Month 2 Review:
Here are my highlights and thoughts about Everett’s second month alive.
- First and foremost – I can’t believe how much he has grown.
- After the initial first six weeks – which were very hard for me emotionally, the next six have been much better. I still have my ups and downs like all new mothers (anxiety/guilt), but I can definitely say it has been mostly ups.
- I feel as though Mike and I are still (and will always be) “in the trenches” and parenting is such hard work – it is definitely not for the faint of heart. My mom always said that if you do it right it’s the hardest job you’ll ever have – but also the most rewarding. Boy was she right. It is a nonstop job that can sometimes seem unappreciated yet has benefits that are beyond your wildest dreams, especially when you get a laugh or a smile. Those are the most precious moments.
- There is nothing like being able to soothe your baby. Knowing that sometimes all they need is you to feel comforted is such a sweet feeling.
- Suggestion from another mom (of twins): always ask the doctor/pharmacist for dye free meds. That way when they throw it up the meds are clear and don't stain.
- E’s 2 month shots weren’t as bad as I thought they would be. Poor thing. I had baby Tylenol and a bottle waiting which seemed to help!
- Sleep- I am convinced that God created sleep so that we can fall back in love with our children on even the most frustrating of days. They look like little angels. Speaking of sleep he’s getting much better at his nighttime stretches. His “normal” schedule now is to go to bed about 9-9:30 and he’ll usually sleep 7-8 hours in a row before waking up. Compared to the exhaustion/sleep deprivation in beginning of infancy 7 hours in a row is AMAZING!
- Comparing your experience with others can be cathartic, but also tricky. I believe that it is human nature to compare any situation you have with what others are going through, whether you know their whole story or not. It’s hard not to compare your situation with others, but try not to do it – it will drive you crazy. In some delusional way we, as humans, want others to have it as bad or worse than we did at the time. Don't let it get to you, each baby and family dynamic is unique. Enjoy your own journey and worry about what works for you on that day at that moment. You're not doing it wrong you're just doing it differently to fit your baby’s needs.
- Going back to work for me was not bad at all (I went back after 9 weeks). I know much of the reasoning was because I knew Mike would be caring for E for the month of April and he wouldn’t be starting daycare (he won’t have to until August), but personally I also crave routine and structure.
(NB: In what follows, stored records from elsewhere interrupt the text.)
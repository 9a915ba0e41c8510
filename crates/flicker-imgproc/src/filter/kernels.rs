use crate::neighborhood::{Neighborhood, E, N, NE, NW, S, SE, SW, W};

/// A 3x3 integer kernel laid out row-major with y pointing down.
pub type Kernel3 = [[i32; 3]; 3];

/// First difference across the 0 degree (horizontal) direction.
pub const GRADIENT_0: Kernel3 = [[-1, 0, 1], [-2, 0, 2], [-1, 0, 1]];

/// First difference across the 45 degree diagonal.
pub const GRADIENT_45: Kernel3 = [[0, 1, 2], [-1, 0, 1], [-2, -1, 0]];

/// First difference across the 90 degree (vertical) direction.
pub const GRADIENT_90: Kernel3 = [[-1, -2, -1], [0, 0, 0], [1, 2, 1]];

/// First difference across the 135 degree diagonal.
pub const GRADIENT_135: Kernel3 = [[2, 1, 0], [1, 0, -1], [0, -1, -2]];

/// The four directional gradient kernels, in 0, 45, 90, 135 degree order.
pub const GRADIENT_KERNELS: [Kernel3; 4] = [GRADIENT_0, GRADIENT_45, GRADIENT_90, GRADIENT_135];

/// Correlate a kernel with a neighborhood.
pub fn apply_kernel3(kernel: &Kernel3, hood: &Neighborhood) -> i32 {
    let r = &hood.ring;
    kernel[0][0] * r[NW]
        + kernel[0][1] * r[N]
        + kernel[0][2] * r[NE]
        + kernel[1][0] * r[W]
        + kernel[1][1] * hood.center
        + kernel[1][2] * r[E]
        + kernel[2][0] * r[SW]
        + kernel[2][1] * r[S]
        + kernel[2][2] * r[SE]
}
use std::collections::BTreeMap;
use std::sync::Arc;

use flicker_image::Raster;

use crate::error::TransformError;
use crate::session::TransformParams;

/// An externally provided transform addressed by a numeric slot.
pub trait TransformPlugin: Send + Sync {
    /// Display name of the plugin.
    fn name(&self) -> &str;

    /// Write the transformed `src` into `dst`, which has the same size.
    fn apply(
        &self,
        src: &Raster,
        dst: &mut Raster,
        params: &TransformParams,
    ) -> Result<(), TransformError>;
}

/// Plugins by slot.
///
/// # Example
///
/// ```
/// use flicker::{PluginRegistry, TransformError, TransformParams, TransformPlugin};
/// use flicker::image::Raster;
///
/// struct Passthrough;
///
/// impl TransformPlugin for Passthrough {
///     fn name(&self) -> &str {
///         "copy"
///     }
///
///     fn apply(
///         &self,
///         src: &Raster,
///         dst: &mut Raster,
///         _: &TransformParams,
///     ) -> Result<(), TransformError> {
///         dst.as_slice_mut().copy_from_slice(src.as_slice());
///         Ok(())
///     }
/// }
///
/// let mut registry = PluginRegistry::default();
/// registry.register(3, Passthrough);
/// assert_eq!(registry.get(3).map(|p| p.name().to_string()), Some("copy".to_string()));
/// assert!(registry.get(4).is_none());
/// ```
#[derive(Clone, Default)]
pub struct PluginRegistry {
    slots: BTreeMap<u32, Arc<dyn TransformPlugin>>,
}

impl PluginRegistry {
    /// Register `plugin` under `slot`, returning the plugin it replaces.
    pub fn register(
        &mut self,
        slot: u32,
        plugin: impl TransformPlugin + 'static,
    ) -> Option<Arc<dyn TransformPlugin>> {
        log::debug!("registering plugin `{}` in slot {slot}", plugin.name());
        self.slots.insert(slot, Arc::new(plugin))
    }

    /// Remove the plugin in `slot`.
    pub fn unregister(&mut self, slot: u32) -> Option<Arc<dyn TransformPlugin>> {
        self.slots.remove(&slot)
    }

    /// The plugin in `slot`.
    pub fn get(&self, slot: u32) -> Option<Arc<dyn TransformPlugin>> {
        self.slots.get(&slot).cloned()
    }

    /// Occupied slots in ascending order.
    pub fn slots(&self) -> impl Iterator<Item = u32> + '_ {
        self.slots.keys().copied()
    }
}

impl std::fmt::Debug for PluginRegistry {
    fn fmt(&self, f: &mut std::fmt::Formatter<'_>) -> std::fmt::Result {
        f.debug_map()
            .entries(self.slots.iter().map(|(slot, p)| (slot, p.name())))
            .finish()
    }
}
I was ready to get back to some semblance of that.
- I am now secretly in love with the song It Won't Be Like This For Long by Darius Rucker. Just thinking about the lyrics got me through some rough nights and baby meltdown sessions.
- Nursery must haves: clock, floor pillows, adult afghan. Since there were many nights in the beginning that Mike and/or I spent sleeping on the nursery floor, the pillows and afghan were a must. Now the floor pillows are great for tummy time activities and stories (I actually wrote this suggestion on my iPhone at 4:30 am while laying on the nursery floor).
- Pandora Radio app is a must! You can pick any children’s station-nursery rhymes, folk songs, toddler radio, lullabies, etc with no CDs to worry about! Wherever we are I have my phone and can play any music on the spot. Speaking of music, I love playing Here Comes the Sun by The Beatles when I go into get E in the mornings.
- I have learned…If you are in the car and your baby starts crying just find a staticky station and use it as a make-shift white noise machine and turn it up!
- Everett has somewhat of a "schedule"-ish now. It is usually an eat, play, nap sequence and seems to work for him. Mike and I have gotten much better at detecting his cries and know his tired cry pretty well. When we see the first yawn we know that pretty soon he will need to start calming down, swaddle and rock.
- I can honestly say that although I can’t believe E will turn three months this Saturday, weeks 6-12 seemed long to both of us. I think because in the beginning stages of the second month, or actually after the first six weeks, we/I seemed to be excitedly waiting for things to happen (smiling, laughing, grasping, cooing, etc) which can make time slow down. It's so cool how much he's grown, and to watch him as he has started to do all of those milestones, but at the same time to realize how little he still is!
Everett at 10 days and at 11 weeks – same outfit!
- Although I still have those days where I feel insecure and worry about the newness of being a mom, I think that as a couple Mike and I feel that instead of doing what all of the parenting books say is the "right" thing to do that we are confident enough to do what we think is right for our baby and our family. It’s kind of liberating after not knowing what you’re doing in the beginning!
- Don't forget dad! Mike is so amazing and I have found that just picking up a 6-pack (or twelver) of his favorite beer at the grocery store makes a great thinking of you gift anytime. Goodness knows you both deserve it!